It was dark. Not just dark but Dark. The kind of darkness that can only be found in the unkind places of the world - behind taverns, in old sewers and the backs of prison cells. The kind of Dark that happens when Evil walks abroad

A pinprick of light from a candle that should have filled the study with a warm orange glow flickered and guttered, briefly casting light over the thick leather bound tome. Inside were words, scratched and thin of ink, barely legible:
"It was a dark and stormy night..." they began.
Somewhere close to the book something - someone - laughed a dry laugh, a chuckle that cracked like the turning of old manuscript:
"No."
Then a hand, a quill, a flourish - the words changed:
'They were blind. Alone. Afraid. From outside the room came the baying and banging of terrible creatures, creatures spawned from their deepest of nightmares. And as the doors split upon their hinges, they found themselves defenceless against the coming dark.'
Another chuckle. Then silence.

It was Dark. And Evil walked abroad.
***

It happened like this: Across the empire mercenaries slept. Those that could sleep anyway. It is said that in the Empire the good sleep well while the bad enjoy the waking hours much more. That might be true. For in the Empire, particularly among the mercenary caste, there were many reasons not to sleep: conscience, occupation and lineage being the three most common.

For some though, it was a feeling that something wasn’t right in the world. Which in a place as varied and spontaneously life threatening as the Empire is saying something indeed.

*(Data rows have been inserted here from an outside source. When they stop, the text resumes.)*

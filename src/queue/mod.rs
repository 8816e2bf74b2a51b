//! Reservation Queue: durable priority queue of pending booking attempts, ordered by
//! run-at timestamp, with per-owner secondary indexing.
//!
//! Backed by three KVS structures keyed by a single reservation id: a string entry
//! holding the serialized record, a sorted set scored by `run_time` epoch-millis for
//! O(log n) enqueue and O(1) peek-minimum, and a set-per-owner index for tenant scoping.

use std::sync::Arc;

use chrono::{DateTime, Utc};
use serde::{Deserialize, Serialize};
use thiserror::Error;
use uuid::Uuid;

use crate::kvs::{Kvs, KvsError};

const PENDING_SORTED_SET: &str = "pending_reservations";

#[derive(Debug, Error)]
pub enum QueueError {
    #[error(transparent)]
    Kvs(#[from] KvsError),
    #[error("corrupt reservation record: {0}")]
    Corrupt(String),
}

/// Accounting usage bucket for a reservation attempt.
#[derive(Debug, Clone, Copy, PartialEq, Eq, Serialize, Deserialize)]
#[serde(rename_all = "snake_case")]
pub enum UsageType {
    Immediate,
    Concierge,
}

/// A durable, queued booking attempt. Created by enqueue, never mutated thereafter
/// (credentials are re-resolved at execution time for entries with a non-empty
/// `owner_id`); destroyed after one execution attempt or by explicit cancel.
#[derive(Debug, Clone, Serialize, Deserialize)]
pub struct ScheduledReservation {
    pub id: String,
    pub venue_id: i64,
    pub reservation_time: DateTime<Utc>,
    pub party_size: u32,
    pub table_preferences: Vec<String>,
    pub auth_token: Option<String>,
    pub payment_method_id: Option<String>,
    pub owner_id: String,
    pub usage_type: UsageType,
    pub run_time: DateTime<Utc>,
    pub created_at: DateTime<Utc>,
}

impl ScheduledReservation {
    /// Builds a new reservation with a freshly generated, globally unique id.
    ///
    /// `run_time` must be `<= reservation_time`; callers resolving an immediate
    /// attempt should pass the current instant for both.
    pub fn new(
        venue_id: i64,
        reservation_time: DateTime<Utc>,
        party_size: u32,
        table_preferences: Vec<String>,
        owner_id: String,
        usage_type: UsageType,
        run_time: DateTime<Utc>,
    ) -> Self {
        Self {
            id: Uuid::new_v4().to_string(),
            venue_id,
            reservation_time,
            party_size,
            table_preferences,
            auth_token: None,
            payment_method_id: None,
            owner_id,
            usage_type,
            run_time,
            created_at: Utc::now(),
        }
    }
}

fn record_key(id: &str) -> String {
    format!("reservation:{id}")
}

fn owner_index_key(owner_id: &str) -> String {
    format!("reservations_by_owner:{owner_id}")
}

/// Durable priority queue of pending booking attempts.
pub struct ReservationQueue {
    kvs: Arc<dyn Kvs>,
}

impl ReservationQueue {
    pub fn new(kvs: Arc<dyn Kvs>) -> Self {
        Self { kvs }
    }

    /// Writes the record, then indexes it, so no reader ever observes a sorted-set
    /// member without a corresponding record. A duplicate enqueue (same id) overwrites
    /// both the record and its sorted-set score.
    pub async fn enqueue(&self, record: &ScheduledReservation) -> Result<(), QueueError> {
        let serialized = serde_json::to_string(record)
            .map_err(|e| QueueError::Corrupt(format!("serialization failed: {e}")))?;

        self.kvs.set(&record_key(&record.id), &serialized, None).await?;

        let score = record.run_time.timestamp_millis() as f64;
        self.kvs
            .sorted_set_add(PENDING_SORTED_SET, &record.id, score)
            .await?;

        if !record.owner_id.is_empty() {
            self.kvs
                .set_add(&owner_index_key(&record.owner_id), &record.id)
                .await?;
        }

        Ok(())
    }

    pub async fn get(&self, id: &str) -> Result<Option<ScheduledReservation>, QueueError> {
        let Some(raw) = self.kvs.get(&record_key(id)).await? else {
            return Ok(None);
        };
        let record = serde_json::from_str(&raw)
            .map_err(|e| QueueError::Corrupt(format!("stored record is not valid json: {e}")))?;
        Ok(Some(record))
    }

    /// Removes `id` from all three structures. Idempotent: a missing id is a no-op.
    /// Removes sorted-set and owner-index membership before the record, so the
    /// invariant "every sorted-set member has a record" is never violated by a
    /// concurrent reader racing this delete.
    pub async fn delete(&self, id: &str) -> Result<(), QueueError> {
        self.kvs.sorted_set_remove(PENDING_SORTED_SET, id).await?;

        if let Some(record) = self.get(id).await? {
            if !record.owner_id.is_empty() {
                self.kvs
                    .set_remove(&owner_index_key(&record.owner_id), id)
                    .await?;
            }
        }

        self.kvs.delete(&record_key(id)).await?;
        Ok(())
    }

    /// Returns the entry with the smallest `run_time` score, or `None` if empty.
    /// Tolerates a sorted-set member whose record has gone missing (a transient
    /// partial-write state) by skipping it and letting the caller retry.
    pub async fn peek_next(&self) -> Result<Option<ScheduledReservation>, QueueError> {
        let Some(min) = self.kvs.sorted_set_min(PENDING_SORTED_SET).await? else {
            return Ok(None);
        };
        match self.get(&min.member).await? {
            Some(record) => Ok(Some(record)),
            None => {
                tracing::warn!(id = %min.member, "sorted-set member missing its record, skipping");
                Ok(None)
            }
        }
    }

    /// Lists the owner's pending reservations sorted by `run_time` ascending.
    pub async fn list_by_owner(
        &self,
        owner_id: &str,
    ) -> Result<Vec<ScheduledReservation>, QueueError> {
        let ids = self.kvs.set_members(&owner_index_key(owner_id)).await?;
        let mut records = Vec::with_capacity(ids.len());
        for id in ids {
            if let Some(record) = self.get(&id).await? {
                records.push(record);
            }
        }
        records.sort_by_key(|r| r.run_time);
        Ok(records)
    }

    /// Lists every pending reservation, sorted by `run_time` ascending. Used by the
    /// admin-scoped listing path when no owner header is present.
    pub async fn list_all(&self) -> Result<Vec<ScheduledReservation>, QueueError> {
        let members = self.kvs.sorted_set_range_all(PENDING_SORTED_SET).await?;
        let mut records = Vec::with_capacity(members.len());
        for member in members {
            if let Some(record) = self.get(&member.member).await? {
                records.push(record);
            }
        }
        Ok(records)
    }

    pub async fn count_pending(&self) -> Result<u64, QueueError> {
        Ok(self.kvs.sorted_set_card(PENDING_SORTED_SET).await?)
    }
}

#[cfg(test)]
mod tests {
    use super::*;
    use crate::kvs::InMemoryKvs;
    use chrono::TimeZone;

    fn reservation(id_suffix: &str, run_time: DateTime<Utc>) -> ScheduledReservation {
        let mut record = ScheduledReservation::new(
            89607,
            run_time,
            2,
            vec![],
            format!("owner-{id_suffix}"),
            UsageType::Immediate,
            run_time,
        );
        record.id = format!("R{id_suffix}");
        record
    }

    #[tokio::test]
    async fn peek_next_returns_smallest_run_time() {
        let queue = ReservationQueue::new(Arc::new(InMemoryKvs::new()));
        let r1 = reservation("1", Utc.with_ymd_and_hms(2025, 6, 1, 13, 0, 0).unwrap());
        let r2 = reservation("2", Utc.with_ymd_and_hms(2025, 6, 1, 12, 0, 0).unwrap());
        queue.enqueue(&r1).await.unwrap();
        queue.enqueue(&r2).await.unwrap();

        let next = queue.peek_next().await.unwrap().unwrap();
        assert_eq!(next.id, "R2");
    }

    #[tokio::test]
    async fn list_by_owner_contains_id_exactly_once_until_deletion() {
        let queue = ReservationQueue::new(Arc::new(InMemoryKvs::new()));
        let r1 = reservation("1", Utc::now());
        queue.enqueue(&r1).await.unwrap();

        let listed = queue.list_by_owner("owner-1").await.unwrap();
        assert_eq!(listed.iter().filter(|r| r.id == "R1").count(), 1);

        queue.delete("R1").await.unwrap();
        let listed = queue.list_by_owner("owner-1").await.unwrap();
        assert!(listed.is_empty());
    }

    #[tokio::test]
    async fn duplicate_enqueue_overwrites() {
        let queue = ReservationQueue::new(Arc::new(InMemoryKvs::new()));
        let mut r1 = reservation("1", Utc.with_ymd_and_hms(2025, 6, 1, 13, 0, 0).unwrap());
        queue.enqueue(&r1).await.unwrap();
        r1.party_size = 5;
        r1.run_time = Utc.with_ymd_and_hms(2025, 6, 1, 9, 0, 0).unwrap();
        queue.enqueue(&r1).await.unwrap();

        assert_eq!(queue.count_pending().await.unwrap(), 1);
        let fetched = queue.get("R1").await.unwrap().unwrap();
        assert_eq!(fetched.party_size, 5);
    }

    #[tokio::test]
    async fn cancel_of_unknown_id_is_a_no_op() {
        let queue = ReservationQueue::new(Arc::new(InMemoryKvs::new()));
        assert!(queue.delete("does-not-exist").await.is_ok());
    }

    #[tokio::test]
    async fn empty_queue_peek_returns_none() {
        let queue = ReservationQueue::new(Arc::new(InMemoryKvs::new()));
        assert!(queue.peek_next().await.unwrap().is_none());
    }
}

And in the Empire on this night, there were eight such people.

Well, seven, not counting Rapheal since he was too paranoid to notice and too drunk to care. Such is the life of the homeless and dispossessed in the Empire.

His brother Vellian however, was neither drunk nor paranoid. He perched, like some man-sized gargoyle on the railings outside one of Sellaville’s less reputable brothels, which would pretty much be all of them. He sighed heavily – partly in boredom, mostly in disappointment.  He drew his knees up to his chest, wrapped his arms around his knees and rocked gently on his heels, held up by some unseen counterweight. Not long to wait now.

In fact, he had to wait less than he imagined, but then time passed in a curiously linear patern in the Primus. He watched the Dark draw in, saw the buildings around them vanish as if they were never there until the visible world contracted to no more than twenty paces across.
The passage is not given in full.